(Data supplied):
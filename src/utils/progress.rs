//! Loading spinner for CLI commands; a no-op when the `progress` feature is disabled

#[cfg(feature = "progress")]
use std::time::Duration;

#[cfg(feature = "progress")]
use indicatif::{ProgressBar, ProgressStyle};

/// Spinner shown on stderr while a database is being loaded or repaired
pub struct Spinner {
    #[cfg(feature = "progress")]
    bar: ProgressBar,
}

impl Spinner {
    #[cfg(feature = "progress")]
    pub fn start(message: impl Into<String>) -> Self {
        let bar = ProgressBar::new_spinner();
        if let Ok(style) = ProgressStyle::default_spinner().template("{spinner:.cyan} {msg}") {
            bar.set_style(style);
        }
        bar.set_message(message.into());
        bar.enable_steady_tick(Duration::from_millis(80));
        Self { bar }
    }

    #[cfg(not(feature = "progress"))]
    pub fn start(_message: impl Into<String>) -> Self {
        Self {}
    }

    #[cfg(feature = "progress")]
    pub fn finish(self) {
        self.bar.finish_and_clear();
    }

    #[cfg(not(feature = "progress"))]
    pub fn finish(self) {}
}
pub mod error;
pub mod flash;
pub mod models;
pub mod repository;
pub mod routes;
pub mod seed;
pub mod service;
pub mod validation;

use async_trait::async_trait;
use axum::Router;
use folio_db::Database;
use folio_kernel::{InitCtx, Migration, Module};

use repository::BookRepository;
use routes::BooksState;
use seed::{seed_books, SeedOutcome};
use service::{BookQueryService, ReviewService};

pub const MODULE_NAME: &str = "books";

/// Book catalog and reviews module
pub struct BooksModule {
    repo: BookRepository,
}

impl BooksModule {
    pub fn new(db: Database) -> Self {
        Self {
            repo: BookRepository::new(db),
        }
    }

    pub fn repository(&self) -> &BookRepository {
        &self.repo
    }

    fn state(&self) -> BooksState {
        BooksState {
            queries: BookQueryService::new(self.repo.clone()),
            reviews: ReviewService::new(self.repo.clone()),
        }
    }
}

#[async_trait]
impl Module for BooksModule {
    fn name(&self) -> &'static str {
        MODULE_NAME
    }

    async fn init(&self, ctx: &InitCtx<'_>) -> anyhow::Result<()> {
        tracing::info!(
            module = self.name(),
            environment = ?ctx.settings.environment,
            "books module initialized"
        );
        Ok(())
    }

    fn routes(&self) -> Router {
        routes::router(self.state())
    }

    fn openapi(&self) -> Option<serde_json::Value> {
        Some(openapi_fragment())
    }

    fn migrations(&self) -> Vec<Migration> {
        vec![Migration {
            id: "001_init",
            up: repository::SCHEMA_SQL,
        }]
    }

    async fn start(&self, ctx: &InitCtx<'_>) -> anyhow::Result<()> {
        if !ctx.settings.database.seed_on_start {
            tracing::info!(module = self.name(), "seeding disabled; books module started");
            return Ok(());
        }

        match seed_books(&self.repo).await? {
            SeedOutcome::Seeded { inserted } => {
                tracing::info!(
                    module = self.name(),
                    inserted,
                    "books module started with seed data"
                );
            }
            SeedOutcome::AlreadySeeded { existing } => {
                tracing::info!(module = self.name(), existing, "books module started");
            }
        }
        Ok(())
    }

    async fn stop(&self) -> anyhow::Result<()> {
        tracing::info!(module = self.name(), "books module stopped");
        Ok(())
    }
}

/// Create a new instance of the books module
pub fn create_module(db: Database) -> std::sync::Arc<dyn Module> {
    std::sync::Arc::new(BooksModule::new(db))
}

fn openapi_fragment() -> serde_json::Value {
    let error_response = |description: &str| {
        serde_json::json!({
            "description": description,
            "content": {
                "application/json": {
                    "schema": { "$ref": "#/components/schemas/ErrorResponse" }
                }
            }
        })
    };
    let book_id_param = serde_json::json!({
        "name": "book_id",
        "in": "path",
        "required": true,
        "schema": { "type": "integer", "format": "int64" }
    });

    serde_json::json!({
        "paths": {
            "/": {
                "get": {
                    "summary": "List books ordered by title",
                    "tags": ["Books"],
                    "responses": {
                        "200": {
                            "description": "List of books",
                            "content": {
                                "application/json": {
                                    "schema": {
                                        "type": "array",
                                        "items": { "$ref": "#/components/schemas/Book" }
                                    }
                                }
                            }
                        },
                        "500": error_response("Internal server error")
                    }
                }
            },
            "/health": {
                "get": {
                    "summary": "Books health check",
                    "tags": ["Books"],
                    "responses": {
                        "200": {
                            "description": "OK",
                            "content": { "text/plain": { "schema": { "type": "string" } } }
                        }
                    }
                }
            },
            "/{book_id}": {
                "get": {
                    "summary": "Book detail with reviews, newest first",
                    "tags": ["Books"],
                    "parameters": [book_id_param.clone()],
                    "responses": {
                        "200": {
                            "description": "Book detail",
                            "content": {
                                "application/json": {
                                    "schema": { "$ref": "#/components/schemas/BookDetail" }
                                }
                            }
                        },
                        "404": error_response("Book not found"),
                        "500": error_response("Internal server error")
                    }
                }
            },
            "/{book_id}/reviews": {
                "post": {
                    "summary": "Submit a review",
                    "tags": ["Books"],
                    "parameters": [book_id_param],
                    "requestBody": {
                        "required": true,
                        "content": {
                            "application/x-www-form-urlencoded": {
                                "schema": { "$ref": "#/components/schemas/ReviewForm" }
                            }
                        }
                    },
                    "responses": {
                        "303": {
                            "description": "Redirect to the book detail; outcome stored in the folio_flash cookie",
                            "content": {
                                "application/json": {
                                    "schema": { "$ref": "#/components/schemas/Redirect" }
                                }
                            }
                        },
                        "404": error_response("Book not found"),
                        "500": error_response("Internal server error")
                    }
                }
            }
        },
        "components": {
            "schemas": {
                "Book": {
                    "type": "object",
                    "properties": {
                        "id": { "type": "integer", "format": "int64" },
                        "title": { "type": "string" },
                        "author": { "type": "string" },
                        "description": { "type": "string", "nullable": true }
                    },
                    "required": ["id", "title", "author"]
                },
                "Review": {
                    "type": "object",
                    "properties": {
                        "id": { "type": "integer", "format": "int64" },
                        "book_id": { "type": "integer", "format": "int64" },
                        "username": { "type": "string" },
                        "rating": { "type": "integer", "minimum": 1, "maximum": 5 },
                        "comment": { "type": "string" },
                        "created_at": { "type": "string", "format": "date-time" }
                    },
                    "required": ["id", "book_id", "username", "rating", "comment", "created_at"]
                },
                "Flash": {
                    "type": "object",
                    "properties": {
                        "kind": { "type": "string", "enum": ["success", "error"] },
                        "message": { "type": "string" }
                    },
                    "required": ["kind", "message"]
                },
                "BookDetail": {
                    "type": "object",
                    "properties": {
                        "book": { "$ref": "#/components/schemas/Book" },
                        "reviews": {
                            "type": "array",
                            "items": { "$ref": "#/components/schemas/Review" }
                        },
                        "flash": { "$ref": "#/components/schemas/Flash" }
                    },
                    "required": ["book", "reviews"]
                },
                "ReviewForm": {
                    "type": "object",
                    "properties": {
                        "username": { "type": "string" },
                        "rating": { "type": "string", "description": "Integer from 1 to 5" },
                        "comment": { "type": "string" }
                    },
                    "required": ["username", "rating", "comment"]
                },
                "Redirect": {
                    "type": "object",
                    "properties": {
                        "redirect": { "type": "string" },
                        "flash": { "$ref": "#/components/schemas/Flash" }
                    },
                    "required": ["redirect", "flash"]
                }
            }
        }
    })
}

(Work task): What lines in the material above contain the word "clone"? Copy them out.

(Output below):
            queries: BookQueryService::new(self.repo.clone()),
            reviews: ReviewService::new(self.repo.clone()),
                    "parameters": [book_id_param.clone()],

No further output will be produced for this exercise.